Walaupun dia menyebalkan, kakeknya yang di panggil orang-orang dengan sebutan bos Baz atau opung Baz. Paling khawatir kala Leandra sakit kepala. Dia bakal menelepon sekelompok orang berbaju putih dan Leandra benci pria itu sering kali terlalu berlebih.

Sayangnya entah mengapa Leandra merasa dia butuh bahkan menginginkan fasilitas tersebut saat ini.

Untuk mengurangi sakit kepala hebatnya. Pemuda ini duduk di atas toilet duduk. Betapa dirinya luar biasa. Bisa bertahan di dalam toilet umum selama ini. Mungkin hari ini ialah rekor baginya.

Mencuci muka dan keluar dengan perasaan gamang. Dia terkejut sekaligus terketuk. Laras berdiri menempel tembok menatap pintu kamar mandi lelaki.

Leandra menoleh ke kanan dan ke kiri. Bisa jadi bukan dia yang membuat gadis bermata bulat menawan tersebut berada di sini.

Kenyataan Laras jalan mendekatinya, ekspresinya menunjukkan kekhawatiran yang bisa terbaca. Alisnya sedikit mengerut dan air mukanya melukiskan resah.

"Separah itukah efek oseng mercon?" Leandra menggeleng mendengar ungkapan Laras. Pasti gadis ini mengira Leandra sakit perut.

"Mbah Uti sudah dapat kamar, Alhamdulillah ibu sudah selesai mengurus administrasi, ibu sekarang... emm...," kalimat Laras terhenti, ia menoleh pada Leandra. Wajah pemuda itu merah.

"Ikut aku," membalik arah. Leandra tidak begitu mendengar kata-katanya sampai salah satu telapak tangan Laras meraih lengannya menuntun Leandra ikut dengannya.

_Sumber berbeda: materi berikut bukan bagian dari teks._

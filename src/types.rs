//! Core data types shared by the prompt builder, generator and tuner.

use serde::{Deserialize, Serialize};

/// Sentinel used by older callers for "resource usage not measured".
pub const UNMEASURED: f64 = -1.0;

/// Structured outcome of one benchmark run.
#[derive(Debug, Clone, PartialEq, Serialize, Deserialize)]
pub struct BenchmarkResult {
    /// Write/read speed reported by the benchmark
    pub data_speed: f64,
    /// Unit of `data_speed` (e.g. `MB/s`)
    pub data_speed_unit: String,
    /// Operations per second
    pub ops_per_sec: f64,
}

impl BenchmarkResult {
    pub fn new(data_speed: f64, data_speed_unit: impl Into<String>, ops_per_sec: f64) -> Self {
        Self {
            data_speed,
            data_speed_unit: data_speed_unit.into(),
            ops_per_sec,
        }
    }
}

/// Average resource usage of the benchmark process over one run.
#[derive(Debug, Clone, Copy, Default, PartialEq, Serialize, Deserialize)]
pub struct ResourceUsage {
    /// Average CPU usage in percent (may exceed 100 on multi-core hosts)
    pub cpu_percent: f64,
    /// Average resident memory in megabytes
    pub memory_mb: f64,
}

impl ResourceUsage {
    pub fn new(cpu_percent: f64, memory_mb: f64) -> Self {
        Self {
            cpu_percent,
            memory_mb,
        }
    }

    /// Build usage from two optional measurements.
    ///
    /// Usage is only reported when *both* values are known; a single missing
    /// value suppresses the whole figure.
    pub fn from_parts(cpu_percent: Option<f64>, memory_mb: Option<f64>) -> Option<Self> {
        match (cpu_percent, memory_mb) {
            (Some(cpu), Some(mem)) => Some(Self::new(cpu, mem)),
            _ => None,
        }
    }

    /// Same as [`ResourceUsage::from_parts`], treating [`UNMEASURED`] as missing.
    pub fn from_sentinel(cpu_percent: f64, memory_mb: f64) -> Option<Self> {
        let known = |v: f64| (v != UNMEASURED).then_some(v);
        Self::from_parts(known(cpu_percent), known(memory_mb))
    }
}

/// One generated configuration and its evaluation.
///
/// Records are appended by the tuning driver in generation order and never
/// mutated afterwards; the last record is the current state.
#[derive(Debug, Clone, PartialEq, Serialize, Deserialize)]
pub struct ConfigAttempt {
    /// Full options file text
    pub config_text: String,
    /// Benchmark outcome for this options file
    pub benchmark: BenchmarkResult,
    /// Reasoning the LLM gave for this options file
    pub reasoning: String,
    /// Free-form tag (e.g. `baseline`, `iteration 3`, `midway`)
    pub metadata: String,
}

impl ConfigAttempt {
    pub fn new(
        config_text: impl Into<String>,
        benchmark: BenchmarkResult,
        reasoning: impl Into<String>,
        metadata: impl Into<String>,
    ) -> Self {
        Self {
            config_text: config_text.into(),
            benchmark,
            reasoning: reasoning.into(),
            metadata: metadata.into(),
        }
    }
}

/// Everything handed to the LLM boundary for one request.
#[derive(Debug, Clone, PartialEq)]
pub struct PromptPayload {
    pub system: String,
    /// User turns, in the order the model should read them
    pub user_turns: Vec<String>,
    pub temperature: f64,
}

/// An LLM answer split around its fenced options block.
#[derive(Debug, Clone, PartialEq, Eq)]
pub struct LlmResponse {
    pub reasoning_before: String,
    pub options_block: String,
    pub reasoning_after: String,
}

impl LlmResponse {
    /// Reasoning text surrounding the options block, concatenated.
    pub fn reasoning(&self) -> String {
        format!("{}{}", self.reasoning_before, self.reasoning_after)
    }
}

/// A cleaned options file plus the reasoning that produced it.
#[derive(Debug, Clone, PartialEq, Eq)]
pub struct GeneratedOptions {
    pub options: String,
    pub reasoning: String,
}
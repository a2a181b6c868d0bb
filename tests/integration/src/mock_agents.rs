//! Mock remote agents backed by wiremock

use serde_json::{json, Value};
use std::time::Duration;
use wiremock::matchers::{header, method, path};
use wiremock::{Mock, MockServer, ResponseTemplate};

/// Path the proxy posts tasks to by default
pub const EXECUTE_PATH: &str = "/a2a/execute";

/// Path the proxy probes by default
pub const HEALTH_PATH: &str = "/health";

/// A mock remote agent
pub struct MockAgentServer {
    /// The underlying mock server
    pub server: MockServer,
}

impl MockAgentServer {
    /// Start a new mock agent
    pub async fn start() -> Self {
        Self {
            server: MockServer::start().await,
        }
    }

    /// Base URL of the agent
    pub fn url(&self) -> String {
        self.server.uri()
    }

    /// Number of task requests received
    pub async fn calls(&self) -> usize {
        self.task_requests().await.len()
    }

    /// Bodies of the task requests received
    pub async fn task_requests(&self) -> Vec<Value> {
        self.server
            .received_requests()
            .await
            .unwrap_or_default()
            .iter()
            .filter(|r| r.url.path() == EXECUTE_PATH)
            .filter_map(|r| serde_json::from_slice(&r.body).ok())
            .collect()
    }

    /// Answer every task with `output`
    pub async fn mock_success(&self, output: &str) {
        Mock::given(method("POST"))
            .and(path(EXECUTE_PATH))
            .respond_with(ResponseTemplate::new(200).set_body_json(agent_response(output)))
            .mount(&self.server)
            .await;
    }

    /// Answer every task with `output` after `delay`
    pub async fn mock_delayed(&self, output: &str, delay: Duration) {
        Mock::given(method("POST"))
            .and(path(EXECUTE_PATH))
            .respond_with(
                ResponseTemplate::new(200)
                    .set_body_json(agent_response(output))
                    .set_delay(delay),
            )
            .mount(&self.server)
            .await;
    }

    /// Answer every task with a structured error
    pub async fn mock_error(&self, status: u16, code: &str, message: &str) {
        Mock::given(method("POST"))
            .and(path(EXECUTE_PATH))
            .respond_with(ResponseTemplate::new(status).set_body_json(json!({
                "error": { "code": code, "message": message }
            })))
            .mount(&self.server)
            .await;
    }

    /// Fail the first `times` tasks with 503, then fall through to later mocks
    pub async fn mock_busy_times(&self, times: u64) {
        Mock::given(method("POST"))
            .and(path(EXECUTE_PATH))
            .respond_with(ResponseTemplate::new(503).set_body_json(json!({
                "error": { "code": "overloaded", "message": "try again later" }
            })))
            .up_to_n_times(times)
            .mount(&self.server)
            .await;
    }

    /// Reject every task with 401
    pub async fn mock_unauthorized(&self) {
        Mock::given(method("POST"))
            .and(path(EXECUTE_PATH))
            .respond_with(ResponseTemplate::new(401).set_body_json(json!({
                "error": { "code": "unauthorized", "message": "invalid token" }
            })))
            .mount(&self.server)
            .await;
    }

    /// Answer only tasks carrying `Bearer {token}`
    pub async fn mock_requires_token(&self, token: &str, output: &str) {
        Mock::given(method("POST"))
            .and(path(EXECUTE_PATH))
            .and(header("authorization", format!("Bearer {token}").as_str()))
            .respond_with(ResponseTemplate::new(200).set_body_json(agent_response(output)))
            .mount(&self.server)
            .await;
        self.mock_unauthorized().await;
    }

    /// Answer health probes with `status`
    pub async fn mock_health(&self, status: u16) {
        Mock::given(method("GET"))
            .and(path(HEALTH_PATH))
            .respond_with(ResponseTemplate::new(status).set_body_json(json!({ "status": "ok" })))
            .mount(&self.server)
            .await;
    }
}

/// Success body for `output`
pub fn agent_response(output: &str) -> Value {
    json!({
        "output": output,
        "metadata": { "model": "mock-agent" }
    })
}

Sekali lagi caranya mirip guru membawa anak didiknya yang nakal menuju ruang BK.

Laras baru berhenti setelah ia memasuki sebuah tempat yang letaknya di sisi muka rumah sakit, Apotek.

Dia bersemangat ketika seorang petugas mendekatinya. "Resepnya?" Laras menggeleng.

"Keluarga pasien, bukan pasien Bu?"

"Butuh obat apa?" pertanyaan ini memandu Laras mengamati Leandra.

"sakit perut," kata Laras yakin.

"Bukan," Leandra menyela, "beri saya pereda migren (sakit kepala)!"

"kamu? Bukannya sakit perut," Laras berbisik, dia selalu memiringkan kepalanya ke kanan kala dia memikirkan sesuatu. Leandra menemukan kebiasaan gadis itu detik ini.

"Kepalaku, di sini," Leandra menunjuk pelipisnya, "masih berdenyut-denyut,"

Petugas menghilang, ketika kembali dia membawa obat. Tablet satu setrip di tangannya.

Secara spontan Laras mengeluarkan dompetnya. Dompet berukuran sepuluh kali sembilan centimeter berwarna coklat pudar.

Ingin rasanya Leandra membayar obatnya sendiri. Sayang sekali dia tidak mampu melakukannya saat ini. Lelaki berbulu mata lentik tersebut mengerjap menggulung penyesalan.

Dirinya di luar hari-hari pelariannya adalah sosok yang memiliki black card. Teman-teman serta siapa pun yang menjadi kekasihnya. Entah teman kencan sebulan, seminggu bahkan beberapa jam. Dia akan berperan sebagai ATM berjalan.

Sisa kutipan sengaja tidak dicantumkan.